練習は恐ろしく地味だ。ディストーションやリバーブをかけていればそれっぽく聞こえるけどアンプ直差しで練習をするとミスしか目立たなくなる。でもそうでもしないと一向にギターは上手くならない。達者に演奏できる楽器は一つもないけどセンスだけなら自信があるし、超絶ギタリストでも音楽的センスが壊滅的なやつらがいるから安心だ。俺が超絶ギタリストになったら世界中が悶絶するようなギターノイズをかき鳴らせるに違いない。そうなったら真のロックスターだ。

 

ペケペケとちまちまとした地味な練習に耐えられるのは俺が武術をもう3年ぐらいやっているからなんだろうなって思ったわけで。武術は細かい動きを身体が覚えるまでひたすらやり続ける必要がある。目に見えた効果やフィードバックがすぐに出るわけではないからひたすらやり続ける必要がある。
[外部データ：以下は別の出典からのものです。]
//! Raw HTTP request parsing.
//!
//! Parses request text as captured by intercepting proxies (request line, headers, blank
//! line, body) and works out which URL it was aimed at.

use super::{FieldMap, split_field};

/// A captured request broken into the pieces the executor sends.
#[derive(Debug, Clone, PartialEq, Eq)]
pub struct RawRequest {
    pub method: String,
    pub url: String,
    pub headers: FieldMap,
    pub body: Option<String>,
}

/// Parse a raw HTTP request. `base_url` takes priority over the `Host` header when the
/// request line only carries a path.
///
/// Malformed input still produces a request. The body is the remainder of the text
/// re-joined with `\n`; `Content-Length` is not consulted.
#[must_use]
pub fn parse_raw_request(raw: &str, base_url: Option<&str>) -> RawRequest {
    let normalized = raw.replace("\r\n", "\n");
    let lines: Vec<&str> = normalized.trim().split('\n').collect();

    let mut parts = lines[0].split_whitespace();
    let method = parts.next().unwrap_or("GET").to_uppercase();
    let target = parts.next().unwrap_or("/");

    let mut headers = FieldMap::new();
    let mut body_start = lines.len();
    for (i, line) in lines.iter().enumerate().skip(1) {
        if line.trim().is_empty() {
            body_start = i + 1;
            break;
        }
        if let Some((name, value)) = split_field(line) {
            headers.insert(name, value);
        }
    }

    let body = (body_start < lines.len()).then(|| lines[body_start..].join("\n"));
    let url = resolve_url(target, base_url, &headers);

    RawRequest {
        method,
        url,
        headers,
        body,
    }
}

fn resolve_url(target: &str, base_url: Option<&str>, headers: &FieldMap) -> String {
    if target.starts_with("http://") || target.starts_with("https://") {
        return target.to_owned();
    }

    if let Some(base) = base_url.filter(|b| !b.is_empty()) {
        return format!("{}{target}", base.trim_end_matches('/'));
    }

    let host = headers
        .iter()
        .find_map(|(name, value)| name.eq_ignore_ascii_case("host").then_some(value.as_str()))
        .filter(|h| !h.is_empty());

    match host {
        // Port 443 anywhere in the Host value is taken to mean TLS.
        Some(host) => {
            let scheme = if host.contains("443") { "https" } else { "http" };
            format!("{scheme}://{host}{target}")
        }
        None => target.to_owned(),
    }
}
でもひたすらやり続けた結果、上達した部分があるから継続すれば上手くなるということを武術が実証してくれた。もちろん師父の教え方が素晴らしいのは言うまでもない。

 

これはフィジカル全般に言えることだ。思い通りにギターをかき鳴らせるなんて一日何十時間練習して数年後にようやく達成可能になるわけで、いかにペケペケを続けるか?ということに尽きる。でも俺は知っている。武術で実証されたのだ。何の効果があるのかさっぱり分からないことでも繰り返し正しいやり方でやっていると身体が覚えてそれが上手くなる。

 

脳で理解していても身体が追い付かない。その追い付かせるというプロセスは物凄く楽しいことで俺の生きがいでもある。そういうのに無縁だったからね。本しか読んでいなかったから。